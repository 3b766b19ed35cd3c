//! Library root for `ticket-classifier`.
//!
//! Ticket-classifier is a Gemini-powered HTTP service for support desks designed to:
//! - Classify free-text tickets into a label with a reason and confidence
//! - Suggest a remediation and a short, recognizable title
//! - Surface related terms for follow-up searches
//!
//! The service exposes a single classification endpoint, uses PostgreSQL for
//! storage, and Gemini for generation. The architecture is built around
//! extensible traits that allow for different implementations of each service.

pub mod base;
pub mod interaction;
pub mod runtime;
pub mod service;

use base::{config::Config, types::Void};
use rustls::crypto;
use tracing::info;

/// Public async entry for the binary crate.
///
/// Sets up necessary services and starts the ticket-classifier runtime:
/// - Initializes the crypto provider
/// - Creates the runtime context with database and LLM clients
/// - Serves HTTP requests until shutdown
pub async fn start(config: Config) -> Void {
    info!("Starting ticket-classifier ...");

    // Start the crypto provider (a no-op if one is already installed).
    let _ = crypto::ring::default_provider().install_default();

    // Initialize the runtime.
    let runtime = runtime::Runtime::new(config).await?;

    // Start the runtime.
    runtime.start().await?;

    Ok(())
}
use std::{ops::Deref, sync::Arc};

use async_trait::async_trait;

use crate::base::types::{TicketRow, Void};

pub mod postgres;

// Traits.

/// Generic database client trait that clients must implement.
///
/// This trait defines the only write the classifier performs: storing one
/// classified ticket. Implementing this trait allows different database
/// backends (or test doubles) to be used with the ticket-classifier.
#[async_trait]
pub trait GenericDbClient: Send + Sync + 'static {
    /// Inserts one classified ticket.
    ///
    /// There is no update or delete path; every call writes a new row.
    async fn insert_ticket(&self, row: &TicketRow) -> Void;
}

/// Database client for ticket-classifier.
///
/// This is trivially cloneable and can be passed around without the need for `Arc` or `Mutex`.
#[derive(Clone)]
pub struct DbClient {
    /// The database client instance.
    pub inner: Arc<dyn GenericDbClient>,
}

impl Deref for DbClient {
    type Target = dyn GenericDbClient;

    fn deref(&self) -> &Self::Target {
        self.inner.as_ref()
    }
}

impl DbClient {
    pub fn new(inner: Arc<dyn GenericDbClient>) -> Self {
        Self { inner }
    }
}
//! Integration with the Gemini `generateContent` REST API.
//!
//! This module provides a thin wrapper around `reqwest` for sending a single
//! prompt to a Gemini model and returning its text along with the raw
//! response envelope (usage, safety ratings, finish reasons).

use std::{sync::Arc, time::Duration};

use async_trait::async_trait;
use reqwest::Client;
use serde_json::{Value, json};
use tracing::{info, instrument, warn};

use crate::base::{
    config::Config,
    types::{GenerationOptions, GenerationResponse, Res},
};

use super::{GenericLlmClient, LlmClient};

// Extra methods on `LlmClient` applied by the gemini implementation.

impl LlmClient {
    pub fn gemini(config: &Config) -> Res<Self> {
        let client = GeminiLlmClient::new(config)?;
        Ok(Self { inner: Arc::new(client) })
    }
}

// Specific implementations.

/// Gemini LLM client implementation.
#[derive(Clone)]
pub struct GeminiLlmClient {
    client: Client,
    url: String,
    api_key: String,
}

impl GeminiLlmClient {
    /// Create a new Gemini LLM client.
    #[instrument(name = "GeminiLlmClient::new", skip_all)]
    pub fn new(config: &Config) -> Res<Self> {
        let api_key = config.api_key().ok_or_else(|| anyhow::anyhow!("Gemini API key is not configured."))?.to_string();

        let client = Client::builder().timeout(Duration::from_secs(config.gemini_timeout_secs)).build()?;
        let url = format!("{}/models/{}:generateContent", config.gemini_endpoint.trim_end_matches('/'), config.gemini_model);

        info!("Gemini client targeting model `{}`.", config.gemini_model);

        Ok(Self { client, url, api_key })
    }

    /// Build the `generateContent` request body.
    fn build_request_body(prompt: &str, options: GenerationOptions) -> Value {
        json!({
            "contents": [{
                "role": "user",
                "parts": [{ "text": prompt }]
            }],
            "generationConfig": {
                "temperature": options.temperature,
                "maxOutputTokens": options.max_output_tokens
            }
        })
    }
}

#[async_trait]
impl GenericLlmClient for GeminiLlmClient {
    #[instrument(name = "GeminiLlmClient::generate", skip_all)]
    async fn generate(&self, prompt: &str, options: GenerationOptions) -> Res<GenerationResponse> {
        let body = Self::build_request_body(prompt, options);

        let response = self.client.post(&self.url).header("x-goog-api-key", &self.api_key).json(&body).send().await?;

        let status = response.status();
        if !status.is_success() {
            let detail = response.text().await.unwrap_or_default();
            warn!("Gemini call failed with status {status}.");
            return Err(anyhow::anyhow!("Gemini call failed with status {status}: {}", detail.trim()));
        }

        let envelope: Value = response.json().await?;
        let text = parse_gemini_text(&envelope)?;

        info!("Gemini returned {} characters.", text.len());

        Ok(GenerationResponse { text, envelope })
    }
}

/// Concatenate the text parts of the first candidate.
///
/// A response without any text (e.g., a blocked prompt) is an error.
pub fn parse_gemini_text(envelope: &Value) -> Res<String> {
    let parts = envelope.pointer("/candidates/0/content/parts").and_then(Value::as_array);

    let text = parts
        .map(|parts| parts.iter().filter_map(|part| part.get("text").and_then(Value::as_str)).collect::<String>())
        .filter(|text| !text.is_empty());

    match text {
        Some(text) => Ok(text),
        None => {
            let block_reason = envelope.pointer("/promptFeedback/blockReason").and_then(Value::as_str);
            let finish_reason = envelope.pointer("/candidates/0/finishReason").and_then(Value::as_str);

            match (block_reason, finish_reason) {
                (Some(reason), _) => Err(anyhow::anyhow!("Gemini blocked the prompt: {reason}")),
                (None, Some(reason)) => Err(anyhow::anyhow!("Gemini returned no text (finish reason: {reason})")),
                (None, None) => Err(anyhow::anyhow!("Gemini response missing text content")),
            }
        }
    }
}

// Tests.

#[cfg(test)]
mod tests {
    use axum::{
        Json, Router,
        http::{HeaderMap, StatusCode, Uri},
    };

    use super::*;
    use crate::base::config::ConfigInner;

    fn create_test_config(endpoint: &str) -> Config {
        Config {
            inner: Arc::new(ConfigInner {
                gemini_api_key: Some("test_key".to_string()),
                gemini_model: "gemini-test".to_string(),
                gemini_endpoint: endpoint.to_string(),
                gemini_timeout_secs: 5,
                ..Default::default()
            }),
        }
    }

    /// Serve `router` on an ephemeral port and return its base URL.
    async fn serve(router: Router) -> String {
        let listener = tokio::net::TcpListener::bind("127.0.0.1:0").await.unwrap();
        let addr = listener.local_addr().unwrap();

        tokio::spawn(async move {
            axum::serve(listener, router).await.unwrap();
        });

        format!("http://{addr}")
    }

    const OPTIONS: GenerationOptions = GenerationOptions { temperature: 0.0, max_output_tokens: 768 };

    #[test]
    fn test_parse_gemini_text_joins_parts() {
        let envelope = json!({"candidates": [{"content": {"parts": [{"text": "{\"a\":"}, {"text": " 1}"}]}}]});

        assert_eq!(parse_gemini_text(&envelope).unwrap(), "{\"a\": 1}");
    }

    #[test]
    fn test_parse_gemini_text_blocked() {
        let envelope = json!({"promptFeedback": {"blockReason": "SAFETY"}});

        let err = parse_gemini_text(&envelope).unwrap_err();

        assert!(err.to_string().contains("SAFETY"));
    }

    #[test]
    fn test_parse_gemini_text_no_text() {
        let envelope = json!({"candidates": [{"finishReason": "MAX_TOKENS", "content": {"parts": []}}]});

        let err = parse_gemini_text(&envelope).unwrap_err();

        assert!(err.to_string().contains("MAX_TOKENS"));
    }

    #[test]
    fn test_request_body_carries_options() {
        let body = GeminiLlmClient::build_request_body("hello", GenerationOptions { temperature: 0.0, max_output_tokens: 42 });

        assert_eq!(body["contents"][0]["parts"][0]["text"], "hello");
        assert_eq!(body["generationConfig"]["temperature"], 0.0);
        assert_eq!(body["generationConfig"]["maxOutputTokens"], 42);
    }

    #[test]
    fn test_new_requires_api_key() {
        let config = Config {
            inner: Arc::new(ConfigInner { gemini_timeout_secs: 5, ..Default::default() }),
        };

        assert!(GeminiLlmClient::new(&config).is_err());
    }

    #[tokio::test]
    async fn test_generate_against_stub_server() {
        let router = Router::new().fallback(|uri: Uri, headers: HeaderMap, Json(body): Json<Value>| async move {
            assert_eq!(uri.path(), "/models/gemini-test:generateContent");
            assert_eq!(headers.get("x-goog-api-key").unwrap(), "test_key");
            assert_eq!(body["generationConfig"]["maxOutputTokens"], 768);

            Json(json!({
                "candidates": [{"content": {"parts": [{"text": "```json\n{\"label\": \"billing\"}\n```"}]}, "finishReason": "STOP"}],
                "usageMetadata": {"totalTokenCount": 10}
            }))
        });
        let endpoint = serve(router).await;

        let client = LlmClient::gemini(&create_test_config(&endpoint)).unwrap();
        let response = client.generate("prompt", OPTIONS).await.unwrap();

        assert_eq!(response.text, "```json\n{\"label\": \"billing\"}\n```");
        assert_eq!(response.envelope["usageMetadata"]["totalTokenCount"], 10);
    }

    #[tokio::test]
    async fn test_generate_error_status() {
        let router = Router::new().fallback(|| async { (StatusCode::TOO_MANY_REQUESTS, "quota exhausted") });
        let endpoint = serve(router).await;

        let client = LlmClient::gemini(&create_test_config(&endpoint)).unwrap();
        let err = client.generate("prompt", OPTIONS).await.unwrap_err();

        assert!(err.to_string().contains("429"));
        assert!(err.to_string().contains("quota exhausted"));
    }

    #[tokio::test]
    async fn test_generate_unreachable_endpoint() {
        let client = LlmClient::gemini(&create_test_config("http://127.0.0.1:1")).unwrap();

        assert!(client.generate("prompt", OPTIONS).await.is_err());
    }
}
//! Prompt templates for ticket classification.

/// Classification directive.
///
/// Asks the model for strict JSON with the fields understood by the normalizer.
pub const CLASSIFICATION_DIRECTIVE: &str = "次のチケット内容を分析し、厳密なJSONのみで返答してください。
日本語で、以下のキーを必ず含めてください: label, reason, confidence, action, title, related。
- label: 分類ラベル（例: '問い合わせ' / '障害対応' / 'その他' など任意）
- reason: その分類にした理由。省略せず、根拠（症状・影響範囲・再現条件・関連コンポーネント等）を具体的に記述。最低でも150文字以上、可能なら200〜400文字程度。
- action: 推奨される対応方法。調査手順・暫定回避策・恒久対策の順で箇条書き風に簡潔に。
- confidence: 0.0〜1.0 の信頼度（数値）
- title: チケット内容からユーザーにとって分かりやすく、関連も想起しやすい分類タイトル（短く明確に）
- related: titleに関連する語やラベルを3〜6個の配列で（例: ['サービス停止','復旧対応',...]）
他の文字やマークダウン、説明は一切出力しないでください。
";

/// Example output appended after the ticket.
pub const EXAMPLE_OUTPUT: &str = r#"出力例: {"label": "障害対応", "reason": "ログイン処理で…", "confidence": 0.82, "action": "1) ログ採取...", "title": "インシデント / 障害対応", "related": ["サービス停止", "エラー調査", "復旧対応"]}"#;

/// Build the full instruction prompt for one (already trimmed) ticket.
pub fn build_prompt(ticket: &str) -> String {
    format!("{CLASSIFICATION_DIRECTIVE}チケット内容: '{ticket}'\n{EXAMPLE_OUTPUT}")
}

#[cfg(test)]
mod tests {
    use super::*;

    #[test]
    fn test_prompt_contains_ticket_verbatim() {
        let ticket = "billing issue, cannot pay invoice";
        let prompt = build_prompt(ticket);

        assert!(prompt.contains("チケット内容: 'billing issue, cannot pay invoice'"));
    }

    #[test]
    fn test_prompt_is_deterministic() {
        let ticket = "ログインできません {\"weird\": true}";

        assert_eq!(build_prompt(ticket), build_prompt(ticket));
    }

    #[test]
    fn test_prompt_names_every_field() {
        let prompt = build_prompt("x");

        for field in ["label", "reason", "confidence", "action", "title", "related"] {
            assert!(prompt.contains(&format!("- {field}:")), "missing field `{field}`");
        }

        assert!(prompt.starts_with("次のチケット内容を分析し、厳密なJSONのみで返答してください。"));
        assert!(prompt.ends_with(EXAMPLE_OUTPUT));
    }
}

• EXERCISE GOAL: If a line in the entries holds the string "サービス停止", copy it.

• SOLUTION BELOW:
- related: titleに関連する語やラベルを3〜6個の配列で（例: ['サービス停止','復旧対応',...]）
pub const EXAMPLE_OUTPUT: &str = r#"出力例: {"label": "障害対応", "reason": "ログイン処理で…", "confidence": 0.82, "action": "1) ログ採取...", "title": "インシデント / 障害対応", "related": ["サービス停止", "エラー調査", "復旧対応"]}"#;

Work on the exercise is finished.